The joy of helping others
Updated: 2012-08-01 11:15
By Zhao Ruixue in Jinan (China Daily)
Xie Guojiang has helped more than 3,200 poor children in the last 18 years.
But the 37-year-old says he is the one who benefits the most from the whole experience.
"You can't imagine how happy I am whenever I see smiles on the faces of the kids," says Xie, a soldier.
He was put into the media spotlight after he saved six people from a 6-meter deep reservoir recently.
The day started off well with Xie enjoying one of his rare holidays with his wife and 5-year-old son in a suburb of Jinan, Shandong province. As the family was about to pack their things to head home, Xie heard shouts for help from a reservoir some 60 meters away. He rushed toward the voices and found six tourists in the water, with their faulty boat nearby.
Without thinking, Xie jumped into the water and pushed a small boat toward the six people. One by one, he rescued the tourists, including two children, and put them on the boat.
But Xie had to be hospitalized after the incident as the polluted reservoir water infected both his digestive and respiratory organs.
Dozens of people - friends and strangers - visited him at the hospital and filled his ward with flowers.
Among his visitors is Wu Guansheng, an acquaintance he met 17 years ago, in a hospital. Xie was then in his second year in the army in Shandong's Linyi city. He was hospitalized in the same ward as Wu's father who was diagnosed with end stage lymphatic cancer.
Wu's father passed away after a few days and Wu's disabled mother had to remove Wu and his younger sister from school due to the family's poor financial situation.
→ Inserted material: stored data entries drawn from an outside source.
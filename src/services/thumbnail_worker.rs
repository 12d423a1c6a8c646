//! Thumbnail derivation for uploaded images.
//!
//! A job is validated against the metadata store, then each width in
//! [`THUMBNAIL_WIDTHS`] is rendered and written next to the original as
//! `{localPath}_{width}`. Widths are derived independently; any failure is
//! reported after all of them were attempted. Variants are replaced
//! atomically, so running a job twice is harmless.

use crate::{
    models::{
        file::{FileRecord, FileType},
        job::ThumbnailJob,
    },
    services::blob_store::{BlobError, BlobStore},
    stores::{FileFilter, MetadataStore, StoreError},
};
use image::{DynamicImage, ImageFormat, imageops::FilterType};
use std::{
    io::{self, Cursor},
    path::{Path, PathBuf},
    sync::Arc,
};
use thiserror::Error;
use tracing::{debug, warn};
use uuid::Uuid;

/// Widths, in pixels, of the variants derived for every image.
pub const THUMBNAIL_WIDTHS: [u32; 3] = [500, 250, 100];

#[derive(Debug, Error)]
pub enum ThumbnailError {
    #[error(transparent)]
    Image(#[from] image::ImageError),
    #[error("renderer produced no data")]
    Empty,
}

/// Renders image bytes at a target width.
pub trait Thumbnailer: Send + Sync {
    fn render(&self, source: &[u8], width: u32) -> Result<Vec<u8>, ThumbnailError>;
}

/// Renderer backed by the `image` crate.
///
/// Keeps the aspect ratio. JPEG sources stay JPEG; everything else is
/// written as PNG.
#[derive(Clone, Copy, Debug, Default)]
pub struct ImageThumbnailer;

impl Thumbnailer for ImageThumbnailer {
    fn render(&self, source: &[u8], width: u32) -> Result<Vec<u8>, ThumbnailError> {
        let format = image::guess_format(source).ok();
        let img = image::load_from_memory(source)?;

        let height = (u64::from(img.height()) * u64::from(width) / u64::from(img.width().max(1)))
            .clamp(1, u64::from(u32::MAX)) as u32;
        let resized = img.resize_exact(width, height, FilterType::Triangle);

        let mut buf = Vec::new();
        let mut cursor = Cursor::new(&mut buf);
        match format {
            Some(ImageFormat::Jpeg) => DynamicImage::ImageRgb8(resized.to_rgb8())
                .write_to(&mut cursor, ImageFormat::Jpeg)?,
            _ => resized.write_to(&mut cursor, ImageFormat::Png)?,
        }

        if buf.is_empty() {
            return Err(ThumbnailError::Empty);
        }
        Ok(buf)
    }
}

#[derive(Debug, Error)]
pub enum WorkerError {
    #[error("malformed job payload: {0}")]
    MalformedPayload(String),
    #[error("Missing {0}")]
    MissingField(&'static str),
    #[error("file {file_id} of user {user_id} not found")]
    RecordNotFound { file_id: String, user_id: String },
    #[error("blob `{0}` missing on disk")]
    BlobMissing(String),
    #[error("thumbnail derivation failed: {}", .0.join("; "))]
    Derivation(Vec<String>),
    #[error(transparent)]
    Store(#[from] StoreError),
    #[error(transparent)]
    Io(#[from] io::Error),
}

impl WorkerError {
    /// Failures that no retry can fix.
    pub fn is_permanent(&self) -> bool {
        matches!(
            self,
            WorkerError::MalformedPayload(_)
                | WorkerError::MissingField(_)
                | WorkerError::RecordNotFound { .. }
                | WorkerError::BlobMissing(_)
        )
    }
}

impl From<BlobError> for WorkerError {
    fn from(err: BlobError) -> Self {
        match err {
            BlobError::NotFound(path) => WorkerError::BlobMissing(path),
            BlobError::Io(err) => WorkerError::Io(err),
        }
    }
}

/// Result of a successfully processed job.
#[derive(Debug, Clone, PartialEq, Eq)]
pub enum JobOutcome {
    /// Variants written, one per width.
    Derived(Vec<PathBuf>),
    /// The record is not an image; nothing to do.
    Skipped,
}

#[derive(Clone)]
pub struct ThumbnailWorker {
    metadata: Arc<dyn MetadataStore>,
    thumbnailer: Arc<dyn Thumbnailer>,
}

impl ThumbnailWorker {
    pub fn new(metadata: Arc<dyn MetadataStore>, thumbnailer: Arc<dyn Thumbnailer>) -> Self {
        Self {
            metadata,
            thumbnailer,
        }
    }

    /// Decode a queued payload and process it.
    pub async fn process_payload(&self, payload: &str) -> Result<JobOutcome, WorkerError> {
        let job: ThumbnailJob = serde_json::from_str(payload)
            .map_err(|err| WorkerError::MalformedPayload(err.to_string()))?;
        self.process(&job).await
    }

    pub async fn process(&self, job: &ThumbnailJob) -> Result<JobOutcome, WorkerError> {
        let record = self.validate(job).await?;
        if record.file_type != FileType::Image {
            debug!("file {} is a {}, skipping thumbnails", record.id, record.file_type);
            return Ok(JobOutcome::Skipped);
        }
        self.derive(&record).await.map(JobOutcome::Derived)
    }

    /// Check the payload and load the record it names.
    async fn validate(&self, job: &ThumbnailJob) -> Result<FileRecord, WorkerError> {
        if job.file_id.trim().is_empty() {
            return Err(WorkerError::MissingField("fileId"));
        }
        if job.user_id.trim().is_empty() {
            return Err(WorkerError::MissingField("userId"));
        }

        let not_found = || WorkerError::RecordNotFound {
            file_id: job.file_id.clone(),
            user_id: job.user_id.clone(),
        };
        let file_id = Uuid::parse_str(job.file_id.trim()).map_err(|_| not_found())?;
        self.metadata
            .find_one(&FileFilter::owned(file_id, &job.user_id))
            .await?
            .ok_or_else(not_found)
    }

    async fn derive(&self, record: &FileRecord) -> Result<Vec<PathBuf>, WorkerError> {
        let local_path = record
            .local_path
            .as_deref()
            .ok_or_else(|| WorkerError::BlobMissing(format!("record {}", record.id)))?;
        let source = Arc::new(BlobStore::read(Path::new(local_path)).await?);

        let mut written = Vec::with_capacity(THUMBNAIL_WIDTHS.len());
        let mut failures = Vec::new();
        for width in THUMBNAIL_WIDTHS {
            let thumbnailer = Arc::clone(&self.thumbnailer);
            let source = Arc::clone(&source);
            let rendered =
                tokio::task::spawn_blocking(move || thumbnailer.render(&source, width)).await;

            let bytes = match rendered {
                Ok(Ok(bytes)) if !bytes.is_empty() => bytes,
                Ok(Ok(_)) => {
                    failures.push(format!("{}px: {}", width, ThumbnailError::Empty));
                    continue;
                }
                Ok(Err(err)) => {
                    failures.push(format!("{}px: {}", width, err));
                    continue;
                }
                Err(join_err) => {
                    failures.push(format!("{}px: renderer crashed: {}", width, join_err));
                    continue;
                }
            };

            let target = BlobStore::variant_path(local_path, width);
            match BlobStore::write_atomic(&target, &bytes).await {
                Ok(()) => {
                    debug!("wrote {} ({} bytes)", target.display(), bytes.len());
                    written.push(target);
                }
                Err(err) => failures.push(format!("{}px: {}", width, err)),
            }
        }

        if !failures.is_empty() {
            warn!(
                "thumbnails for {}: {} of {} widths failed",
                record.id,
                failures.len(),
                THUMBNAIL_WIDTHS.len()
            );
            return Err(WorkerError::Derivation(failures));
        }
        Ok(written)
    }
}
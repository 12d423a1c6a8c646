//! Session tokens kept in SQLite with an expiry timestamp.

use super::{SessionStore, StoreResult};
use async_trait::async_trait;
use chrono::Utc;
use sqlx::SqlitePool;
use std::{sync::Arc, time::Duration};
use uuid::Uuid;

/// Build the lookup key for a session token.
pub fn session_key(token: &str) -> String {
    format!("auth_{}", token)
}

#[derive(Clone)]
pub struct SqliteSessionStore {
    db: Arc<SqlitePool>,
}

impl SqliteSessionStore {
    pub fn new(db: Arc<SqlitePool>) -> Self {
        Self { db }
    }

    /// Create a session for `user_id` valid for `ttl` and return its token.
    pub async fn issue(&self, user_id: &str, ttl: Duration) -> StoreResult<String> {
        let token = Uuid::new_v4().to_string();
        let ttl = i64::try_from(ttl.as_secs()).unwrap_or(i64::MAX);
        let expires_at = Utc::now().timestamp().saturating_add(ttl);

        sqlx::query(
            "INSERT INTO sessions (key, user_id, expires_at) VALUES (?, ?, ?)
             ON CONFLICT(key) DO UPDATE SET user_id = excluded.user_id,
                                            expires_at = excluded.expires_at",
        )
        .bind(session_key(&token))
        .bind(user_id)
        .bind(expires_at)
        .execute(&*self.db)
        .await?;

        Ok(token)
    }

    /// Drop expired sessions. Returns how many were removed.
    pub async fn purge_expired(&self) -> StoreResult<u64> {
        let result = sqlx::query("DELETE FROM sessions WHERE expires_at <= ?")
            .bind(Utc::now().timestamp())
            .execute(&*self.db)
            .await?;
        Ok(result.rows_affected())
    }
}

#[async_trait]
impl SessionStore for SqliteSessionStore {
    async fn get(&self, key: &str) -> StoreResult<Option<String>> {
        let user_id = sqlx::query_scalar::<_, String>(
            "SELECT user_id FROM sessions WHERE key = ? AND expires_at > ?",
        )
        .bind(key)
        .bind(Utc::now().timestamp())
        .fetch_optional(&*self.db)
        .await?;
        Ok(user_id)
    }
}
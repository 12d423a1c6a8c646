//! Core logic: the file hierarchy, blob storage and the thumbnail pipeline.

pub mod blob_store;
pub mod hierarchy_service;
pub mod thumbnail_worker;
pub mod worker_runner;
//! Contracts for the collaborators the file service depends on, and their
//! SQLite-backed implementations.
//!
//! Handlers and the worker only see the traits, so every store can be
//! swapped for another backend (or a test double) at startup.

pub mod job_queue;
pub mod metadata_store;
pub mod session_store;

use crate::models::{
    file::{FileRecord, NewFileRecord, ParentId},
    job::{QueueStats, ThumbnailJob},
};
use async_trait::async_trait;
use thiserror::Error;
use uuid::Uuid;

pub use job_queue::SqliteJobQueue;
pub use metadata_store::SqliteMetadataStore;
pub use session_store::SqliteSessionStore;

#[derive(Debug, Error)]
pub enum StoreError {
    #[error("corrupt row: {0}")]
    Corrupt(String),
    #[error(transparent)]
    Sqlx(#[from] sqlx::Error),
    #[error(transparent)]
    Json(#[from] serde_json::Error),
}

pub type StoreResult<T> = Result<T, StoreError>;

/// Token lookup. Keys have the form `auth_{token}`; an expired key and an
/// unknown key both read as `None`.
#[async_trait]
pub trait SessionStore: Send + Sync {
    async fn get(&self, key: &str) -> StoreResult<Option<String>>;
}

/// Conjunction of exact-match conditions. `None` fields are unconstrained.
#[derive(Clone, Debug, Default, PartialEq, Eq)]
pub struct FileFilter {
    pub id: Option<Uuid>,
    pub user_id: Option<String>,
    pub parent_id: Option<ParentId>,
}

impl FileFilter {
    pub fn by_id(id: Uuid) -> Self {
        Self {
            id: Some(id),
            ..Self::default()
        }
    }

    pub fn owned(id: Uuid, user_id: &str) -> Self {
        Self {
            id: Some(id),
            user_id: Some(user_id.to_string()),
            parent_id: None,
        }
    }

    pub fn children(user_id: &str, parent_id: ParentId) -> Self {
        Self {
            id: None,
            user_id: Some(user_id.to_string()),
            parent_id: Some(parent_id),
        }
    }
}

/// Fields that may change after creation.
#[derive(Clone, Copy, Debug, PartialEq, Eq)]
pub struct FileUpdate {
    pub is_public: bool,
}

/// Flat document collection of file and folder records.
#[async_trait]
pub trait MetadataStore: Send + Sync {
    /// Insert a record and return it with its assigned id.
    async fn insert(&self, record: NewFileRecord) -> StoreResult<FileRecord>;

    async fn find_one(&self, filter: &FileFilter) -> StoreResult<Option<FileRecord>>;

    /// Matching records in insertion order.
    async fn find(&self, filter: &FileFilter, skip: u64, limit: u64)
    -> StoreResult<Vec<FileRecord>>;

    /// Apply `update` to the first matching record and return it as updated.
    async fn update_one(
        &self,
        filter: &FileFilter,
        update: FileUpdate,
    ) -> StoreResult<Option<FileRecord>>;

    async fn count(&self) -> StoreResult<i64>;

    async fn health_check(&self) -> StoreResult<bool>;
}

/// Producer side of the thumbnail queue.
#[async_trait]
pub trait JobQueue: Send + Sync {
    async fn enqueue(&self, job: &ThumbnailJob) -> StoreResult<Uuid>;

    /// Job counts per status.
    async fn stats(&self) -> StoreResult<QueueStats>;
}
//! Durable thumbnail queue in SQLite.
//!
//! Jobs move `pending -> running -> completed`, go back to `pending` for a
//! retry, or end in `failed` once dead-lettered. A claim is a single
//! `UPDATE ... RETURNING`, so two consumers never receive the same job.

use super::{JobQueue, StoreError, StoreResult};
use crate::models::job::{JobStatus, QueueStats, QueuedJob, ThumbnailJob};
use async_trait::async_trait;
use chrono::{DateTime, Utc};
use sqlx::{FromRow, SqlitePool};
use std::sync::Arc;
use tracing::debug;
use uuid::Uuid;

const JOB_COLUMNS: &str =
    "id, payload, status, attempts, max_attempts, last_error, created_at";

#[derive(FromRow, Debug)]
struct JobRow {
    id: String,
    payload: String,
    status: String,
    attempts: i64,
    max_attempts: i64,
    last_error: Option<String>,
    created_at: DateTime<Utc>,
}

impl TryFrom<JobRow> for QueuedJob {
    type Error = StoreError;

    fn try_from(row: JobRow) -> Result<Self, Self::Error> {
        Ok(QueuedJob {
            id: Uuid::parse_str(&row.id)
                .map_err(|_| StoreError::Corrupt(format!("job id `{}`", row.id)))?,
            payload: row.payload,
            status: row.status.parse().map_err(StoreError::Corrupt)?,
            attempts: row.attempts,
            max_attempts: row.max_attempts,
            last_error: row.last_error,
            created_at: row.created_at,
        })
    }
}

#[derive(Clone)]
pub struct SqliteJobQueue {
    db: Arc<SqlitePool>,
    max_attempts: i64,
}

impl SqliteJobQueue {
    pub fn new(db: Arc<SqlitePool>, max_attempts: i64) -> Self {
        Self {
            db,
            max_attempts: max_attempts.max(1),
        }
    }

    /// Claim the oldest pending job, counting the attempt.
    pub async fn claim_next(&self) -> StoreResult<Option<QueuedJob>> {
        let row = sqlx::query_as::<_, JobRow>(&format!(
            "UPDATE thumbnail_jobs
             SET status = 'running', attempts = attempts + 1, updated_at = ?
             WHERE seq = (SELECT seq FROM thumbnail_jobs WHERE status = 'pending'
                          ORDER BY seq ASC LIMIT 1)
             RETURNING {}",
            JOB_COLUMNS
        ))
        .bind(Utc::now())
        .fetch_optional(&*self.db)
        .await?;

        let job = row.map(QueuedJob::try_from).transpose()?;
        if let Some(job) = &job {
            debug!("claimed job {} (attempt {}/{})", job.id, job.attempts, job.max_attempts);
        }
        Ok(job)
    }

    /// Acknowledge a finished job.
    pub async fn complete(&self, id: Uuid) -> StoreResult<()> {
        self.set_status(id, JobStatus::Completed, None).await
    }

    /// Return a job to the queue for another attempt.
    pub async fn retry(&self, id: Uuid, error: &str) -> StoreResult<()> {
        self.set_status(id, JobStatus::Pending, Some(error)).await
    }

    /// Dead-letter a job.
    pub async fn fail(&self, id: Uuid, error: &str) -> StoreResult<()> {
        self.set_status(id, JobStatus::Failed, Some(error)).await
    }

    /// Put jobs left `running` by a previous process back in the queue.
    pub async fn requeue_stalled(&self) -> StoreResult<u64> {
        let result = sqlx::query(
            "UPDATE thumbnail_jobs SET status = 'pending', updated_at = ? WHERE status = 'running'",
        )
        .bind(Utc::now())
        .execute(&*self.db)
        .await?;
        Ok(result.rows_affected())
    }

    #[cfg(test)]
    pub async fn get(&self, id: Uuid) -> StoreResult<Option<QueuedJob>> {
        let row = sqlx::query_as::<_, JobRow>(&format!(
            "SELECT {} FROM thumbnail_jobs WHERE id = ?",
            JOB_COLUMNS
        ))
        .bind(id.to_string())
        .fetch_optional(&*self.db)
        .await?;
        row.map(QueuedJob::try_from).transpose()
    }

    async fn set_status(&self, id: Uuid, status: JobStatus, error: Option<&str>) -> StoreResult<()> {
        sqlx::query(
            "UPDATE thumbnail_jobs
             SET status = ?, last_error = COALESCE(?, last_error), updated_at = ?
             WHERE id = ?",
        )
        .bind(status.as_str())
        .bind(error)
        .bind(Utc::now())
        .bind(id.to_string())
        .execute(&*self.db)
        .await?;
        Ok(())
    }
}

#[async_trait]
impl JobQueue for SqliteJobQueue {
    async fn enqueue(&self, job: &ThumbnailJob) -> StoreResult<Uuid> {
        let id = Uuid::new_v4();
        let now = Utc::now();
        sqlx::query(
            "INSERT INTO thumbnail_jobs (id, payload, status, attempts, max_attempts, created_at, updated_at)
             VALUES (?, ?, 'pending', 0, ?, ?, ?)",
        )
        .bind(id.to_string())
        .bind(serde_json::to_string(job)?)
        .bind(self.max_attempts)
        .bind(now)
        .bind(now)
        .execute(&*self.db)
        .await?;

        debug!("enqueued thumbnail job {} for file {}", id, job.file_id);
        Ok(id)
    }

    async fn stats(&self) -> StoreResult<QueueStats> {
        let rows = sqlx::query_as::<_, (String, i64)>(
            "SELECT status, COUNT(*) FROM thumbnail_jobs GROUP BY status",
        )
        .fetch_all(&*self.db)
        .await?;

        let mut stats = QueueStats::default();
        for (status, count) in rows {
            match status.parse::<JobStatus>().map_err(StoreError::Corrupt)? {
                JobStatus::Pending => stats.pending = count,
                JobStatus::Running => stats.running = count,
                JobStatus::Completed => stats.completed = count,
                JobStatus::Failed => stats.failed = count,
            }
        }
        Ok(stats)
    }
}
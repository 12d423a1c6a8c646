//! SQLite pool setup and schema migration.

use anyhow::{Context, Result};
use sqlx::{
    SqlitePool,
    sqlite::{SqliteConnectOptions, SqlitePoolOptions},
};
use std::{fs, path::Path, str::FromStr};

const INIT_SQL: &str = include_str!("../migrations/0001_init.sql");

/// Open the pool described by `database_url`, creating the database file
/// and its parent directory when missing.
pub async fn connect(database_url: &str) -> Result<SqlitePool> {
    tracing::debug!("Connecting using raw URL => {}", database_url);

    // Extract the local file path SQLx will use
    let db_path = database_url
        .trim_start_matches("sqlite://")
        .trim_start_matches("sqlite:")
        .trim_start_matches("file:");
    let db_path_obj = Path::new(db_path);
    if let Some(parent) = db_path_obj.parent() {
        if !parent.as_os_str().is_empty() && !parent.exists() {
            fs::create_dir_all(parent)
                .with_context(|| format!("creating database directory {:?}", parent))?;
            tracing::info!("Created missing directory {:?}", parent);
        }
    }

    let options = SqliteConnectOptions::from_str(database_url)
        .with_context(|| format!("parsing database URL `{}`", database_url))?
        .create_if_missing(true);

    let pool = SqlitePoolOptions::new()
        .max_connections(5)
        .connect_with(options)
        .await
        .context("connecting to SQLite")?;

    Ok(pool)
}

/// Single-connection in-memory pool. The connection is never recycled, so
/// the database lives as long as the pool.
#[cfg(test)]
pub async fn connect_in_memory() -> SqlitePool {
    let pool = SqlitePoolOptions::new()
        .max_connections(1)
        .idle_timeout(None)
        .max_lifetime(None)
        .connect("sqlite::memory:")
        .await
        .expect("in-memory sqlite");
    run_migrations(&pool).await.expect("migrations");
    pool
}

/// Apply the embedded schema. Every statement is idempotent.
pub async fn run_migrations(db: &SqlitePool) -> Result<()> {
    let statements = INIT_SQL
        .split(';')
        .map(str::trim)
        .filter(|s| !s.is_empty())
        .collect::<Vec<_>>();

    tracing::info!("Running {} migration statements...", statements.len());

    for stmt in statements {
        tracing::debug!("Executing migration SQL: {}", stmt);
        sqlx::query(stmt)
            .execute(db)
            .await
            .with_context(|| format!("executing migration statement `{}`", stmt))?;
    }

    Ok(())
}
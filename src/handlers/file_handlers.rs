//! HTTP handlers for file and folder operations.
//! Translate requests into `HierarchyService` calls; downloads are streamed
//! from disk without buffering.

use crate::{
    errors::AppError,
    models::file::FileRecord,
    services::hierarchy_service::{CreateFile, HierarchyService},
};
use axum::{
    Json,
    body::Body,
    extract::{Path, Query, State},
    http::{HeaderMap, HeaderValue, StatusCode, header},
    response::{IntoResponse, Response},
};
use serde::Deserialize;
use serde_json::Value;
use tokio_util::io::ReaderStream;

/// Header carrying the session token.
pub const TOKEN_HEADER: &str = "x-token";

/// Body of `POST /files`.
#[derive(Debug, Default, Deserialize)]
#[serde(rename_all = "camelCase")]
pub struct CreateFileReq {
    pub name: Option<String>,
    #[serde(rename = "type")]
    pub file_type: Option<String>,
    pub parent_id: Option<Value>,
    pub is_public: Option<bool>,
    /// Base64-encoded content.
    pub data: Option<String>,
}

/// Query params of `GET /files`.
#[derive(Debug, Deserialize)]
#[serde(rename_all = "camelCase")]
pub struct ListFilesQuery {
    pub parent_id: Option<String>,
    pub page: Option<String>,
}

/// Query params of `GET /files/{id}/data`.
#[derive(Debug, Deserialize)]
pub struct DownloadQuery {
    /// Thumbnail width; the original is served when absent.
    pub size: Option<String>,
}

fn token(headers: &HeaderMap) -> Option<&str> {
    headers.get(TOKEN_HEADER).and_then(|v| v.to_str().ok())
}

/// `POST /files` - create a folder or upload a file.
pub async fn create_file(
    State(service): State<HierarchyService>,
    headers: HeaderMap,
    Json(body): Json<CreateFileReq>,
) -> Result<(StatusCode, Json<FileRecord>), AppError> {
    let req = CreateFile {
        name: body.name,
        file_type: body.file_type,
        parent_id: body.parent_id,
        is_public: body.is_public,
        data: body.data,
    };
    let record = service.create(token(&headers), req).await?;
    Ok((StatusCode::CREATED, Json(record)))
}

/// `GET /files/{id}`
pub async fn get_file(
    State(service): State<HierarchyService>,
    headers: HeaderMap,
    Path(id): Path<String>,
) -> Result<Json<FileRecord>, AppError> {
    Ok(Json(service.get_one(token(&headers), &id).await?))
}

/// `GET /files?parentId=&page=` - twenty records per page.
pub async fn list_files(
    State(service): State<HierarchyService>,
    headers: HeaderMap,
    Query(q): Query<ListFilesQuery>,
) -> Result<Json<Vec<FileRecord>>, AppError> {
    let records = service
        .list(token(&headers), q.parent_id.as_deref(), q.page.as_deref())
        .await?;
    Ok(Json(records))
}

/// `PUT /files/{id}/publish`
pub async fn publish_file(
    State(service): State<HierarchyService>,
    headers: HeaderMap,
    Path(id): Path<String>,
) -> Result<impl IntoResponse, AppError> {
    let record = service.publish(token(&headers), &id).await?;
    Ok((StatusCode::CREATED, Json(record)))
}

/// `PUT /files/{id}/unpublish`
pub async fn unpublish_file(
    State(service): State<HierarchyService>,
    headers: HeaderMap,
    Path(id): Path<String>,
) -> Result<impl IntoResponse, AppError> {
    let record = service.unpublish(token(&headers), &id).await?;
    Ok((StatusCode::CREATED, Json(record)))
}

/// `GET /files/{id}/data?size=` - stream the content or one of its thumbnails.
pub async fn download_file(
    State(service): State<HierarchyService>,
    headers: HeaderMap,
    Path(id): Path<String>,
    Query(q): Query<DownloadQuery>,
) -> Result<Response, AppError> {
    let download = service
        .download(token(&headers), &id, q.size.as_deref())
        .await?;

    let body = Body::from_stream(ReaderStream::new(download.file));
    let mut response = Response::new(body);
    *response.status_mut() = StatusCode::OK;
    let resp_headers = response.headers_mut();
    resp_headers.insert(
        header::CONTENT_TYPE,
        HeaderValue::from_str(&download.content_type)
            .unwrap_or_else(|_| HeaderValue::from_static("application/octet-stream")),
    );
    resp_headers.insert(header::CONTENT_LENGTH, HeaderValue::from(download.len));

    Ok(response)
}
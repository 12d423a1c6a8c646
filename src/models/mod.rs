//! Core data models for the file storage service.
//!
//! `file` holds the records users see through the API; `job` holds the
//! payloads carried by the thumbnail queue.

pub mod file;
pub mod job;
//! File and folder records.
//!
//! Folders and files share one flat collection; the tree is expressed only
//! through `parent_id` references, validated when a record is created.

use serde::{Serialize, Serializer};
use serde_json::Value;
use std::{fmt, str::FromStr};
use uuid::Uuid;

/// Kind of a record. Immutable after creation.
#[derive(Serialize, Clone, Copy, Debug, PartialEq, Eq, Hash)]
#[serde(rename_all = "lowercase")]
pub enum FileType {
    Folder,
    File,
    Image,
}

impl FileType {
    pub fn as_str(&self) -> &'static str {
        match self {
            FileType::Folder => "folder",
            FileType::File => "file",
            FileType::Image => "image",
        }
    }

    /// Folders never carry content.
    pub fn has_content(&self) -> bool {
        !matches!(self, FileType::Folder)
    }
}

impl FromStr for FileType {
    type Err = String;

    fn from_str(s: &str) -> Result<Self, Self::Err> {
        match s {
            "folder" => Ok(FileType::Folder),
            "file" => Ok(FileType::File),
            "image" => Ok(FileType::Image),
            other => Err(format!("unknown file type `{}`", other)),
        }
    }
}

impl fmt::Display for FileType {
    fn fmt(&self, f: &mut fmt::Formatter<'_>) -> fmt::Result {
        f.write_str(self.as_str())
    }
}

/// Reference to the containing folder, or the root sentinel `0`.
#[derive(Clone, Copy, Debug, Default, PartialEq, Eq, Hash)]
pub enum ParentId {
    #[default]
    Root,
    Folder(Uuid),
}

impl ParentId {
    /// Parse the textual form used in query strings and storage.
    ///
    /// `"0"` and the empty string mean root. Anything that is neither root
    /// nor a well-formed id yields `None`.
    pub fn parse(raw: &str) -> Option<Self> {
        let raw = raw.trim();
        if raw.is_empty() || raw == "0" {
            return Some(ParentId::Root);
        }
        Uuid::parse_str(raw).ok().map(ParentId::Folder)
    }

    /// Parse the loosely typed form accepted in JSON bodies (`0`, `"0"`, `"<id>"`, `null`).
    pub fn from_json(value: &Value) -> Option<Self> {
        match value {
            Value::Null => Some(ParentId::Root),
            Value::Number(n) if n.as_u64() == Some(0) => Some(ParentId::Root),
            Value::String(s) => Self::parse(s),
            _ => None,
        }
    }

    pub fn folder_id(&self) -> Option<Uuid> {
        match self {
            ParentId::Root => None,
            ParentId::Folder(id) => Some(*id),
        }
    }
}

impl fmt::Display for ParentId {
    fn fmt(&self, f: &mut fmt::Formatter<'_>) -> fmt::Result {
        match self {
            ParentId::Root => f.write_str("0"),
            ParentId::Folder(id) => write!(f, "{}", id),
        }
    }
}

impl Serialize for ParentId {
    fn serialize<S: Serializer>(&self, serializer: S) -> Result<S::Ok, S::Error> {
        match self {
            ParentId::Root => serializer.serialize_u8(0),
            ParentId::Folder(id) => serializer.collect_str(id),
        }
    }
}

/// A stored file or folder.
///
/// `local_path` is present exactly when `file_type` is not a folder and is
/// never exposed to API callers.
#[derive(Serialize, Clone, Debug, PartialEq, Eq)]
#[serde(rename_all = "camelCase")]
pub struct FileRecord {
    /// Identifier assigned by the metadata store.
    pub id: Uuid,

    /// Owning user, taken from the session at creation.
    pub user_id: String,

    /// Display name. Never used as a filesystem path component.
    pub name: String,

    #[serde(rename = "type")]
    pub file_type: FileType,

    pub is_public: bool,

    pub parent_id: ParentId,

    /// Location of the blob on disk.
    #[serde(skip_serializing)]
    pub local_path: Option<String>,
}

/// Fields supplied when inserting a record; the store assigns the id.
#[derive(Clone, Debug)]
pub struct NewFileRecord {
    pub user_id: String,
    pub name: String,
    pub file_type: FileType,
    pub is_public: bool,
    pub parent_id: ParentId,
    pub local_path: Option<String>,
}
Learning about the situation reminded Xie of his own plight. Born to a farmer's family in Rugao, Jiangsu province, Xie did not go to school because of poverty.
"But in the 1990s, the situation was different from the one when I was a boy. Society was powered by knowledge. Only knowledge can elevate farmers' children from poverty," Xie says.
He volunteered to contact the local government to help the Wu's, while he himself sent allowances to the family so that the children would be able to continue their studies.
"Besides money, Xie wrote to us every month to encourage us," Wu says.
Wu managed to finish his secondary education at a technical school and has been working at a local company in Linyi since. "Seeing children like Wu, who is now able to stand on his own feet and contribute to the country, is my greatest joy," Xie says.